Kortom er is een start met de ontwikkeling van EVD’s maar er is nog veel te verbeteren. Binnen de VenVN VZI horen we nu vaak dat verpleegkundigen geconfronteerd worden met automatisering in plaats van dat zij actief betrokken worden bij het opstellen van het programma van eisen, de selectie en het onderhoud/ de doorontwikkeling. Als VenVN VZI vinden we dat de verpleegkundigen hier veel meer invloed op moeten krijgen. Graag willen we hier een actieve rol in gaan vervullen. We nodigen een ieder dan ook van harte uit hierop te reageren. Stuur een mail aan infovzi@venvn.nl als jij ook vind of en zo ja hoe jij hieraan mee zou willen werken.

9


Implementatie verpleegkundige functionaliteit Ervaringen met het gebruik van het digitaal dossier Veel verpleegkundigen maken al gebruik van een digitaal dossier om uitgevoerde werkzaamheden vast te leggen. Verpleegkundigen uit verschillende organisaties kregen vragen voorgelegd om hun ervaring met digitale dossiervoering te weten te komen.
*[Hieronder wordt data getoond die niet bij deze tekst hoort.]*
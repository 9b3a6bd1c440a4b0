// Core moderation module - domain types and the persisted moderation state.

pub mod moderation_models;
pub mod moderation_state;

pub use moderation_models::*;
pub use moderation_state::*;
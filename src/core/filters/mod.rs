// Spam filters and the chain that runs them.

pub mod content_filter;
pub mod filter_chain;
pub mod forward_filter;
pub mod join_check;
pub mod reputation_filter;

pub use content_filter::{ClassifierConfig, ContentFilter};
pub use filter_chain::{FilterChain, SpamFilter};
pub use forward_filter::ForwardFilter;
pub use join_check::JoinGuard;
pub use reputation_filter::ReputationFilter;
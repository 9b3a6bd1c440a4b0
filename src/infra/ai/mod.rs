pub mod openai_client;

pub use openai_client::OpenAiClient;
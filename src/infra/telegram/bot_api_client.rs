// Telegram Bot API client.
//
// Every method is a POST to `{api}/bot{token}/{method}` answering with
// `{ ok, result, description }`. An `ok: false` 4xx answer is a refusal;
// anything else that fails is treated as transport trouble and may be retried.

use async_trait::async_trait;
use reqwest::Client;
use serde::de::DeserializeOwned;
use serde::Deserialize;
use serde_json::{json, Value};
use std::collections::HashSet;
use std::time::Duration;

use crate::core::actions::{ActionError, ModerationActions};
use crate::core::admin::{AdminRoster, RosterError};
use crate::core::moderation::SentMessage;

const REQUEST_TIMEOUT: Duration = Duration::from_secs(5);

#[derive(Debug, Deserialize)]
struct ApiResponse<T> {
    ok: bool,
    result: Option<T>,
    description: Option<String>,
}

#[derive(Debug, Deserialize)]
struct ApiMessage {
    message_id: i64,
    chat: ApiChatRef,
}

#[derive(Debug, Deserialize)]
struct ApiChatRef {
    id: i64,
}

#[derive(Debug, Deserialize)]
struct ApiChat {
    id: i64,
    title: Option<String>,
    first_name: Option<String>,
}

#[derive(Debug, Deserialize)]
struct ApiChatMember {
    user: ApiUser,
}

#[derive(Debug, Deserialize)]
struct ApiUser {
    id: i64,
}

pub struct TelegramClient {
    client: Client,
    base_url: String,
}

impl TelegramClient {
    pub fn new(api_url: &str, token: &str) -> Result<Self, ActionError> {
        let client = Client::builder()
            .timeout(REQUEST_TIMEOUT)
            .build()
            .map_err(|e| ActionError::Transport(e.to_string()))?;

        Ok(Self {
            client,
            base_url: format!("{}/bot{}", api_url.trim_end_matches('/'), token),
        })
    }

    async fn call<T: DeserializeOwned>(&self, method: &str, params: Value) -> Result<T, ActionError> {
        let url = format!("{}/{}", self.base_url, method);
        let response = self
            .client
            .post(&url)
            .json(&params)
            .send()
            .await
            .map_err(|e| ActionError::Transport(format!("{}: {}", method, e)))?;

        let status = response.status().as_u16();
        let body = response
            .text()
            .await
            .map_err(|e| ActionError::Transport(format!("{}: {}", method, e)))?;

        parse_response(method, status, &body)
    }
}

fn parse_response<T: DeserializeOwned>(method: &str, status: u16, body: &str) -> Result<T, ActionError> {
    let parsed: ApiResponse<T> = serde_json::from_str(body).map_err(|e| {
        ActionError::Transport(format!("{}: unreadable response ({}): {}", method, status, e))
    })?;

    if parsed.ok {
        return parsed
            .result
            .ok_or_else(|| ActionError::Transport(format!("{}: response without result", method)));
    }

    let description = parsed
        .description
        .unwrap_or_else(|| format!("status {}", status));
    if (400..500).contains(&status) && status != 429 {
        Err(ActionError::Rejected(description))
    } else {
        Err(ActionError::Transport(format!("{}: {}", method, description)))
    }
}

#[async_trait]
impl ModerationActions for TelegramClient {
    async fn delete_message(&self, chat_id: i64, message_id: i64) -> Result<(), ActionError> {
        self.call::<bool>(
            "deleteMessage",
            json!({ "chat_id": chat_id, "message_id": message_id }),
        )
        .await
        .map(|_| ())
    }

    async fn restrict_member(&self, chat_id: i64, user_id: i64) -> Result<(), ActionError> {
        self.call::<bool>(
            "restrictChatMember",
            json!({
                "chat_id": chat_id,
                "user_id": user_id,
                "permissions": { "can_send_messages": false },
            }),
        )
        .await
        .map(|_| ())
    }

    async fn ban_member(&self, chat_id: i64, user_id: i64) -> Result<(), ActionError> {
        self.call::<bool>(
            "banChatMember",
            json!({ "chat_id": chat_id, "user_id": user_id }),
        )
        .await
        .map(|_| ())
    }

    async fn send_message(&self, chat_id: i64, text: &str) -> Result<SentMessage, ActionError> {
        let message: ApiMessage = self
            .call(
                "sendMessage",
                json!({ "chat_id": chat_id, "text": text, "parse_mode": "Markdown" }),
            )
            .await?;
        Ok(SentMessage {
            chat_id: message.chat.id,
            message_id: message.message_id,
        })
    }

    async fn react_to_message(
        &self,
        chat_id: i64,
        message_id: i64,
        marker: &str,
    ) -> Result<(), ActionError> {
        self.call::<bool>(
            "setMessageReaction",
            json!({
                "chat_id": chat_id,
                "message_id": message_id,
                "reaction": [{ "type": "emoji", "emoji": marker }],
            }),
        )
        .await
        .map(|_| ())
    }

    async fn get_chat_title(&self, chat_id: i64) -> Result<String, ActionError> {
        let chat: ApiChat = self.call("getChat", json!({ "chat_id": chat_id })).await?;
        Ok(chat
            .title
            .or(chat.first_name)
            .unwrap_or_else(|| chat.id.to_string()))
    }
}

/// Admin roster backed by `getChatAdministrators`.
#[async_trait]
impl AdminRoster for TelegramClient {
    async fn fetch_admins(&self, chat_id: i64) -> Result<HashSet<i64>, RosterError> {
        let members: Vec<ApiChatMember> = self
            .call("getChatAdministrators", json!({ "chat_id": chat_id }))
            .await
            .map_err(|e| RosterError::Request(e.to_string()))?;
        Ok(members.into_iter().map(|m| m.user.id).collect())
    }
}

#[cfg(test)]
mod tests {
    use super::*;

    #[test]
    fn test_successful_send_message_response() {
        let body = r#"{"ok":true,"result":{"message_id":77,"chat":{"id":-1001,"type":"supergroup"},"text":"hi"}}"#;
        let message: ApiMessage = parse_response("sendMessage", 200, body).unwrap();
        assert_eq!(message.message_id, 77);
        assert_eq!(message.chat.id, -1001);
    }

    #[test]
    fn test_client_error_is_rejection() {
        let body = r#"{"ok":false,"error_code":400,"description":"Bad Request: not enough rights to restrict/unrestrict chat member"}"#;
        let result: Result<bool, _> = parse_response("restrictChatMember", 400, body);
        assert!(matches!(result, Err(ActionError::Rejected(d)) if d.contains("not enough rights")));
    }

    #[test]
    fn test_server_error_and_rate_limit_are_transport() {
        let body = r#"{"ok":false,"error_code":502,"description":"Bad Gateway"}"#;
        let result: Result<bool, _> = parse_response("banChatMember", 502, body);
        assert!(matches!(result, Err(ActionError::Transport(_))));

        let body = r#"{"ok":false,"error_code":429,"description":"Too Many Requests: retry after 3"}"#;
        let result: Result<bool, _> = parse_response("banChatMember", 429, body);
        assert!(matches!(result, Err(ActionError::Transport(_))));
    }

    #[test]
    fn test_unreadable_body_is_transport() {
        let result: Result<bool, _> = parse_response("deleteMessage", 504, "<html>Gateway Timeout</html>");
        assert!(matches!(result, Err(ActionError::Transport(_))));
    }

    #[test]
    fn test_chat_administrators_shape() {
        let body = r#"{"ok":true,"result":[
            {"status":"creator","user":{"id":1,"is_bot":false,"first_name":"Owner"}},
            {"status":"administrator","user":{"id":2,"is_bot":true,"first_name":"Bot"}}
        ]}"#;
        let members: Vec<ApiChatMember> = parse_response("getChatAdministrators", 200, body).unwrap();
        let ids: HashSet<i64> = members.into_iter().map(|m| m.user.id).collect();
        assert_eq!(ids, HashSet::from([1, 2]));
    }
}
GEESTELIJKE GEZONDHEIDSZORG

Voor het registreren van verpleegkundige werkzaamheden wordt bij Arkin gebruik gemaakt van Psychis van PinkRoccade. Rob Smit, maatschappelijk werker en teamcoördinator van ACT 2 (Assertive Community Treatment) en Daan Reijnders, Sociaal Psychiatrisch Verpleegkundige en teamcoördinator vertellen hierover.

VZI Nieuwsbrief november 2013

Functionaliteit Rob: Voor het registreren van de verpleegkundige activiteiten wordt gebruik gemaakt van Psygis Quarant en het EVS (elektronisch voorschrijf systeem). Psygis Quarant is op onze afdeling ongeveer 2 jaar geleden ingevoerd. Dat heeft ons niet veel tijd gekost. Er is een e-learning module beschikbaar gesteld en het opstarten ging zonder grote problemen. Ik maak nog geen gebruik van alle functionaliteiten die het systeem biedt. Dat komt omdat mij onbekend is wat er allemaal mogelijk is in het systeem. Daan: ik maak sinds 2006 ook gebruik van Psychis en in mindere mate vanaf augustus 2013 van Iquarant. Dit is een uitgeklede versie van Psychis voor mobiel gebruik op een tablet. Voor de dossiervoering maak ik gebruik van bijna alle elementen van het dossier: Naw-gegevens en contactpersonen, het verwerken van de ROM, invullen van MATE t.b.v. verslavingsonderzoek, advies en beleid voor verwijzers, diagnostiek en beloop beschrijven, maken van Bopz formulieren, verwerken somatische gegevens, maken van behandelplan, signaleringsplan, crisisbeleid, verwerken van correspondentie. Het dossier kent meer registratiemogelijkheden maar door mijn werkzaamheden maak ik daar zelden gebruik van.

10

Voordelen Rob: Wat het voordeel is van het digitale dossier is de centrale plek van registreren. Dat was tevens de grootste verandering voor de verpleegkundigen. Wat mist is een goede koppeling van het dossier, EVS en recepten naar de apotheek. Deze koppeling komt in 2014 tot stand Daarnaast zijn er nog steeds veel papieren handelingen (met bijv. recepten). Voor de komende twee jaar gaan we er voor zorgen dat alle registraties vanuit het dossier gedaan worden en niet meer in aparte mappen worden gestopt. Mochten andere verpleegkundige afdelingen besluiten om een digitaaldossier in te voeren maak dan duidelijk afspraken met alle onderdelen van de organisatie waar je welke informatie registreert en schaf alle papieren zaken verder af. Hierdoor voorkom je onduidelijkheid bij overdrachten en opnames en ontslagen uit de kliniek. Zorg hierbij ook voor eenduidige werkinstructies.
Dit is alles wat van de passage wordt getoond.